Выступление «Искры» было особенно болезненным для критика, потому что статья эта принадлежала перу самого близкого друга Зайцева тех лет, чей авторитет в вопросах естествознания был для него непререкаем, — перу Ножина. Статья Ножина в «Искре» отнюдь не означала, что в полемике «Русского слова» и «Современника» он во всех вопросах был на стороне Антоновича.
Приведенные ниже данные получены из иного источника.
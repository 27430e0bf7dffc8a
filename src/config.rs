//! Application configuration loaded from environment variables.
//!
//! An optional `.env` file is read first, then the process environment.
//!
//! - `ANTHROPIC_API_KEY`: API credential (optional at start-up; rating fails without it)
//! - `OUTFIT_RATER_API_URL`: messages endpoint (default: Anthropic's public endpoint)
//! - `OUTFIT_RATER_MODEL`: model identifier (default: `claude-sonnet-4-20250514`)
//! - `OUTFIT_RATER_MAX_TOKENS`: output token bound (default: 1500)
//! - `OUTFIT_RATER_TIMEOUT_SECS`: request timeout in seconds (default: 60)
//! - `OUTFIT_RATER_MODE`: initial feedback tone (default: `balanced`)

use std::fmt;
use std::time::Duration;

use crate::error::ConfigError;
use crate::state::mode::Mode;

pub const DEFAULT_API_URL: &str = "https://api.anthropic.com/v1/messages";
pub const DEFAULT_MODEL: &str = "claude-sonnet-4-20250514";
pub const DEFAULT_MAX_TOKENS: u32 = 1500;
pub const DEFAULT_TIMEOUT_SECS: u64 = 60;

/// Fixed protocol version sent with every request
pub const API_VERSION: &str = "2023-06-01";

/// Runtime configuration for the rating client
#[derive(Clone)]
pub struct Config {
    /// Credential for the `x-api-key` header
    pub api_key: Option<String>,
    pub api_url: String,
    pub model: String,
    pub max_tokens: u32,
    pub timeout_secs: u64,
    /// Mode selected when the window opens
    pub initial_mode: Mode,
}

impl Config {
    /// Load configuration from `.env` and the environment.
    ///
    /// Fails only when a variable is set but cannot be parsed.
    pub fn from_env() -> Result<Self, ConfigError> {
        dotenvy::dotenv().ok();

        Ok(Self {
            api_key: std::env::var("ANTHROPIC_API_KEY")
                .ok()
                .map(|key| key.trim().to_string())
                .filter(|key| !key.is_empty()),
            api_url: env_or("OUTFIT_RATER_API_URL", DEFAULT_API_URL.to_string())?,
            model: env_or("OUTFIT_RATER_MODEL", DEFAULT_MODEL.to_string())?,
            max_tokens: env_or("OUTFIT_RATER_MAX_TOKENS", DEFAULT_MAX_TOKENS)?,
            timeout_secs: env_or("OUTFIT_RATER_TIMEOUT_SECS", DEFAULT_TIMEOUT_SECS)?,
            initial_mode: env_or("OUTFIT_RATER_MODE", Mode::default())?,
        })
    }

    pub fn timeout(&self) -> Duration {
        Duration::from_secs(self.timeout_secs)
    }
}

impl Default for Config {
    fn default() -> Self {
        Self {
            api_key: None,
            api_url: DEFAULT_API_URL.to_string(),
            model: DEFAULT_MODEL.to_string(),
            max_tokens: DEFAULT_MAX_TOKENS,
            timeout_secs: DEFAULT_TIMEOUT_SECS,
            initial_mode: Mode::default(),
        }
    }
}

// Never print the credential
impl fmt::Debug for Config {
    fn fmt(&self, f: &mut fmt::Formatter<'_>) -> fmt::Result {
        f.debug_struct("Config")
            .field("api_key", &self.api_key.as_ref().map(|_| "<redacted>"))
            .field("api_url", &self.api_url)
            .field("model", &self.model)
            .field("max_tokens", &self.max_tokens)
            .field("timeout_secs", &self.timeout_secs)
            .field("initial_mode", &self.initial_mode)
            .finish()
    }
}

/// Load an environment variable with a default value.
///
/// Returns an error if the variable is set but cannot be parsed.
fn env_or<T>(key: &str, default: T) -> Result<T, ConfigError>
where
    T: std::str::FromStr,
    T::Err: fmt::Display,
{
    match std::env::var(key) {
        Ok(value) => value
            .trim()
            .parse::<T>()
            .map_err(|e| ConfigError::Invalid {
                key: key.to_string(),
                reason: e.to_string(),
            }),
        Err(_) => Ok(default),
    }
}
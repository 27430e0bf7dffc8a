//! Shared data structures for the application state
//!
//! These structs represent the data model that flows between
//! the intake/rating layers and the UI layer.

use std::path::PathBuf;
use std::sync::Arc;

use chrono::{DateTime, Local};
use iced::widget::image::Handle;

use super::mode::Mode;

/// A photo picked by the user
#[derive(Debug, Clone)]
pub struct UploadedImage {
    /// Where the photo was loaded from
    pub path: PathBuf,
    /// Raw file bytes, shared with in-flight requests
    pub bytes: Arc<Vec<u8>>,
    /// Declared media type (e.g. "image/png")
    pub media_type: &'static str,
}

impl UploadedImage {
    /// File name for display, falling back to the full path
    pub fn display_name(&self) -> String {
        self.path
            .file_name()
            .map(|name| name.to_string_lossy().to_string())
            .unwrap_or_else(|| self.path.display().to_string())
    }

    pub fn size_bytes(&self) -> usize {
        self.bytes.len()
    }
}

/// Locally renderable version of the selected photo
#[derive(Debug, Clone)]
pub struct Preview {
    pub handle: Handle,
    pub width: u32,
    pub height: u32,
}

/// Preview derivation progress for the current photo
#[derive(Debug, Clone)]
pub enum PreviewState {
    /// Decoding in the background
    Pending,
    Ready(Preview),
    /// Decoding failed; the raw file is still kept for rating
    Failed(String),
}

/// The verdict returned for one photo and mode
#[derive(Debug, Clone, PartialEq)]
pub struct RatingResult {
    /// Free-text verdict as returned by the model
    pub verdict: String,
    /// Mode that was active when the request started
    pub mode: Mode,
    pub rated_at: DateTime<Local>,
}

impl RatingResult {
    pub fn new(verdict: String, mode: Mode) -> Self {
        Self {
            verdict,
            mode,
            rated_at: Local::now(),
        }
    }

    /// Verdict lines in original order, one display block each
    pub fn lines(&self) -> Vec<&str> {
        verdict_lines(&self.verdict)
    }
}

/// Split a verdict on newlines, preserving order and blank lines
pub fn verdict_lines(verdict: &str) -> Vec<&str> {
    verdict
        .split('\n')
        .map(|line| line.strip_suffix('\r').unwrap_or(line))
        .collect()
}
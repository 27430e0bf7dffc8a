//! Error types for configuration, image intake and rating requests
//!
//! Every variant carries owned strings so errors can be cloned into
//! iced messages. The `Display` text is what the user sees.

use thiserror::Error;

/// Failures while reading configuration at start-up
#[derive(Debug, Clone, Error, PartialEq, Eq)]
pub enum ConfigError {
    /// A variable is set but its value cannot be parsed
    #[error("Invalid value for {key}: {reason}")]
    Invalid { key: String, reason: String },

    /// Not one of the known feedback tones
    #[error("unknown mode: {0}")]
    UnknownMode(String),
}

/// Failures while loading a selected photo or deriving its preview
#[derive(Debug, Clone, Error, PartialEq, Eq)]
pub enum IntakeError {
    /// The file could not be read from disk
    #[error("Could not read {path}: {reason}")]
    Read { path: String, reason: String },

    /// The bytes could not be decoded into a preview image
    #[error("Could not preview this photo: {0}")]
    Decode(String),

    /// The background task panicked or was cancelled
    #[error("Background task failed: {0}")]
    Join(String),
}

/// Failures of a single rating attempt
#[derive(Debug, Clone, Error, PartialEq, Eq)]
pub enum RatingError {
    /// Rating was requested with no photo selected
    #[error("Please upload a photo first!")]
    MissingImage,

    /// A request is already outstanding
    #[error("A rating is already in progress")]
    Busy,

    /// No API credential was configured
    #[error("No API key configured. Set ANTHROPIC_API_KEY and restart.")]
    MissingApiKey,

    /// The request did not complete within the configured timeout
    #[error("Failed to get rating: request timed out after {0}s")]
    Timeout(u64),

    /// Network unreachable, TLS failure, connection reset, ...
    #[error("Failed to get rating: {0}")]
    Transport(String),

    /// Non-success HTTP status without a structured error body
    #[error("Failed to get rating: HTTP {status}: {body}")]
    Status { status: u16, body: String },

    /// The response body could not be decoded
    #[error("Failed to get rating: malformed response: {0}")]
    Malformed(String),

    /// The service reported a structured error; shown verbatim
    #[error("Failed to get rating: {0}")]
    Upstream(String),
}

impl From<reqwest::Error> for RatingError {
    fn from(err: reqwest::Error) -> Self {
        if err.is_decode() {
            RatingError::Malformed(err.to_string())
        } else {
            RatingError::Transport(err.to_string())
        }
    }
}

#[cfg(test)]
mod tests {
    use super::*;

    #[test]
    fn test_upstream_message_is_verbatim() {
        let err = RatingError::Upstream("rate limited".to_string());
        assert!(err.to_string().contains("rate limited"));
    }

    #[test]
    fn test_config_error_names_the_key() {
        let err = ConfigError::Invalid {
            key: "OUTFIT_RATER_MAX_TOKENS".to_string(),
            reason: "invalid digit found in string".to_string(),
        };
        assert_eq!(
            err.to_string(),
            "Invalid value for OUTFIT_RATER_MAX_TOKENS: invalid digit found in string"
        );
    }

    #[test]
    fn test_missing_image_message() {
        assert_eq!(RatingError::MissingImage.to_string(), "Please upload a photo first!");
    }
}
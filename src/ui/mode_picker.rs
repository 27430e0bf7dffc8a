//! Feedback tone selector
//! Four mutually exclusive buttons, the active one highlighted

use iced::widget::{button, column, text, Row};
use iced::{Alignment, Element, Length, Theme};

use crate::state::mode::Mode;
use crate::Message;

pub fn view(current: Mode) -> Element<'static, Message> {
    let buttons = Mode::ALL.into_iter().map(|mode| {
        let content = column![text(mode.glyph()).size(32), text(mode.label()).size(14)]
            .spacing(6)
            .align_x(Alignment::Center)
            .width(Length::Fill);

        let style: fn(&Theme, button::Status) -> button::Style = if mode == current {
            button::primary
        } else {
            button::secondary
        };

        button(content)
            .on_press(Message::ModeSelected(mode))
            .style(style)
            .padding(12)
            .width(Length::Fill)
            .into()
    });

    Row::with_children(buttons).spacing(12).into()
}
use iced::widget::{button, column, container, image, row, scrollable, text, Column};
use iced::{event, window, Alignment, Element, Event, Length, Subscription, Task, Theme};
use rfd::AsyncFileDialog;
use std::path::PathBuf;
use std::sync::Arc;
use tracing::{debug, error, info, warn};

mod config;
mod error;
mod intake;
mod rating;
mod state;
mod ui;

use config::Config;
use error::IntakeError;
use rating::{AnthropicClient, RatingClient};
use state::app::{AppState, RatingFinished};
use state::data::{Preview, PreviewState, UploadedImage};
use state::mode::Mode;

/// Main application state
struct OutfitRater {
    /// Mode, photo, verdict and busy flag
    state: AppState,
    /// Shared with in-flight rating tasks
    client: Arc<dyn RatingClient>,
}

/// Application messages (events)
#[derive(Debug, Clone)]
pub enum Message {
    /// User picked a feedback tone
    ModeSelected(Mode),
    /// User clicked "Upload" or "Change Photo"
    PickPhoto,
    /// File dialog closed
    PhotoPicked(Option<PathBuf>),
    /// A file was dropped on the window
    FileDropped(PathBuf),
    /// Background file read completed
    PhotoLoaded(Result<UploadedImage, IntakeError>),
    /// Background preview decode completed for a selection generation
    PreviewReady(u64, Result<Preview, IntakeError>),
    /// User clicked "Rate My Outfit"
    RateOutfit,
    /// Rating request completed
    RatingFinished(RatingFinished),
    /// User closed the notice banner
    DismissNotice,
}

impl OutfitRater {
    /// Create a new instance of the application
    fn new(config: Config, client: Arc<dyn RatingClient>) -> (Self, Task<Message>) {
        let mut state = AppState::new(config.initial_mode);

        if config.api_key.is_none() {
            state.report_error(error::RatingError::MissingApiKey.to_string());
        }

        info!("👗 Outfit Rater initialized ({:?})", config);

        (OutfitRater { state, client }, Task::none())
    }

    /// Handle application messages and update state
    fn update(&mut self, message: Message) -> Task<Message> {
        let before = self.state.phase();
        let task = self.handle(message);

        let after = self.state.phase();
        if before != after {
            debug!("Phase: {:?} -> {:?}", before, after);
        }
        task
    }

    fn handle(&mut self, message: Message) -> Task<Message> {
        match message {
            Message::ModeSelected(mode) => {
                self.state.select_mode(mode);
                Task::none()
            }
            Message::PickPhoto => Task::perform(pick_photo(), Message::PhotoPicked),
            Message::PhotoPicked(None) => Task::none(),
            Message::PhotoPicked(Some(path)) | Message::FileDropped(path) => {
                Task::perform(intake::load_image(path), Message::PhotoLoaded)
            }
            Message::PhotoLoaded(Ok(image)) => {
                let bytes = image.bytes.clone();
                let generation = self.state.select_image(image);

                Task::perform(intake::derive_preview(bytes), move |preview| {
                    Message::PreviewReady(generation, preview)
                })
            }
            Message::PhotoLoaded(Err(err)) => {
                self.state.report_error(err.to_string());
                Task::none()
            }
            Message::PreviewReady(generation, preview) => {
                self.state.preview_finished(generation, preview);
                Task::none()
            }
            Message::RateOutfit => match rating::submit(&mut self.state, self.client.clone()) {
                Ok(pending) => Task::perform(pending, Message::RatingFinished),
                Err(err) => {
                    warn!("Rating not started: {}", err);
                    Task::none()
                }
            },
            Message::RatingFinished(finished) => {
                self.state.finish_rating(finished);
                Task::none()
            }
            Message::DismissNotice => {
                self.state.dismiss_notice();
                Task::none()
            }
        }
    }

    /// Build the user interface
    fn view(&self) -> Element<'_, Message> {
        let header = column![
            text("👗 Rate My Outfit").size(44),
            text("Get honest fashion feedback powered by AI").size(18),
        ]
        .spacing(8)
        .align_x(Alignment::Center);

        let modes = column![
            text("Choose Your Vibe").size(22),
            ui::mode_picker::view(self.state.mode()),
        ]
        .spacing(14);

        let mut content: Column<Message> = column![header, modes].spacing(28);

        if let Some(notice) = self.state.notice() {
            content = content.push(
                container(
                    row![
                        text(notice).size(15).width(Length::Fill),
                        button("Dismiss")
                            .on_press(Message::DismissNotice)
                            .style(button::text),
                    ]
                    .spacing(12)
                    .align_y(Alignment::Center),
                )
                .padding(12)
                .width(Length::Fill)
                .style(container::rounded_box),
            );
        }

        content = content.push(self.upload_section());

        if let Some(result) = self.state.result() {
            content = content.push(ui::verdict::view(result));
        }

        content = content.push(
            column![
                text("Powered by Claude × Anthropic API").size(13),
                text("#ClaudeRatesMyOutfit").size(13),
            ]
            .spacing(4)
            .align_x(Alignment::Center)
            .width(Length::Fill),
        );

        scrollable(
            container(content.padding(32).max_width(900))
                .width(Length::Fill)
                .center_x(Length::Fill),
        )
        .into()
    }

    /// Photo picker before selection, preview plus actions after
    fn upload_section(&self) -> Element<'_, Message> {
        let Some(photo) = self.state.image() else {
            let prompt = column![
                text("📤").size(48),
                text("Upload Your Outfit Photo").size(22),
                text("Click to select or drag & drop").size(15),
            ]
            .spacing(10)
            .align_x(Alignment::Center)
            .width(Length::Fill);

            return button(prompt)
                .on_press(Message::PickPhoto)
                .style(button::secondary)
                .padding(48)
                .width(Length::Fill)
                .into();
        };

        let preview: Element<Message> = match self.state.preview() {
            Some(PreviewState::Ready(preview)) => image(preview.handle.clone())
                .width(Length::Fill)
                .height(Length::Fixed(384.0))
                .into(),
            Some(PreviewState::Failed(reason)) => text(format!("No preview available: {}", reason))
                .size(15)
                .into(),
            Some(PreviewState::Pending) | None => text("Loading preview...").size(15).into(),
        };

        let rate_label = if self.state.is_busy() {
            "Rating..."
        } else {
            "✨ Rate My Outfit"
        };

        let actions = row![
            button(text("Change Photo").width(Length::Fill).align_x(Alignment::Center))
                .on_press(Message::PickPhoto)
                .style(button::secondary)
                .padding(12)
                .width(Length::Fill),
            button(text(rate_label).width(Length::Fill).align_x(Alignment::Center))
                .on_press_maybe(self.state.can_rate().then_some(Message::RateOutfit))
                .style(button::primary)
                .padding(12)
                .width(Length::Fill),
        ]
        .spacing(12);

        column![
            preview,
            text(photo.display_name()).size(13),
            actions,
        ]
        .spacing(14)
        .align_x(Alignment::Center)
        .into()
    }

    /// Listen for files dropped onto the window
    fn subscription(&self) -> Subscription<Message> {
        event::listen_with(|event, _status, _window| match event {
            Event::Window(window::Event::FileDropped(path)) => Some(Message::FileDropped(path)),
            _ => None,
        })
    }

    /// Set the application theme
    fn theme(&self) -> Theme {
        Theme::Light
    }
}

/// Show the native file dialog without blocking the UI
async fn pick_photo() -> Option<PathBuf> {
    AsyncFileDialog::new()
        .set_title("Select Your Outfit Photo")
        .add_filter("Images", intake::loader::PICKER_EXTENSIONS)
        .pick_file()
        .await
        .map(|handle| handle.path().to_path_buf())
}

/// Initialize logging, honouring `RUST_LOG` when it parses
fn init_tracing() {
    let env_filter = tracing_subscriber::EnvFilter::try_from_default_env()
        .or_else(|_| tracing_subscriber::EnvFilter::try_new("info,outfit_rater=debug"))
        .unwrap_or_else(|_| tracing_subscriber::EnvFilter::new("info"));

    tracing_subscriber::fmt().with_env_filter(env_filter).init();
}

fn main() -> iced::Result {
    init_tracing();

    let config = match Config::from_env() {
        Ok(config) => config,
        Err(err) => {
            error!(error = %err, "Invalid configuration, check the environment or .env");
            std::process::exit(2);
        }
    };

    let client: Arc<dyn RatingClient> = match AnthropicClient::new(config.clone()) {
        Ok(client) => Arc::new(client),
        Err(err) => {
            error!("Could not create HTTP client: {}", err);
            std::process::exit(1);
        }
    };

    iced::application("Outfit Rater", OutfitRater::update, OutfitRater::view)
        .subscription(OutfitRater::subscription)
        .theme(OutfitRater::theme)
        .centered()
        .run_with(move || OutfitRater::new(config, client))
}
Напротив, как свидетельствует архив III отделения, в бумагах Ножина после смерти было найдено «черновое письмо Ножина Антоновичу, в котором Ножин говорит ему, что он напрасно нападает на Писарева, Зайцева и вообще на «Русское слово», что он «не понял молодого, вполне честного направления реализма». По мнению Ножина, в этих нападках «выражен или недостаток понимания, или поворот мыслей в сторону мерзавцев-инсинуаторов».

Критика Ножиным статьи Зайцева была публичной критикой частной ошибки своего друга и единомышленника, — этот пример сам по себе показывает, насколько высок был уровень нравственной требовательности друг к другу в среде революционных демократов шестидесятых годов. Ошибки Зайцева — ив этом Ножин прав — не заслоняли для него того вполне честного направления идей, которое исповедовал Зайцев. Именно поэтому статья в 8-м номере «Искры» за 1865 год не бросила и тени на дружеские отношения Зайцева и Ножина.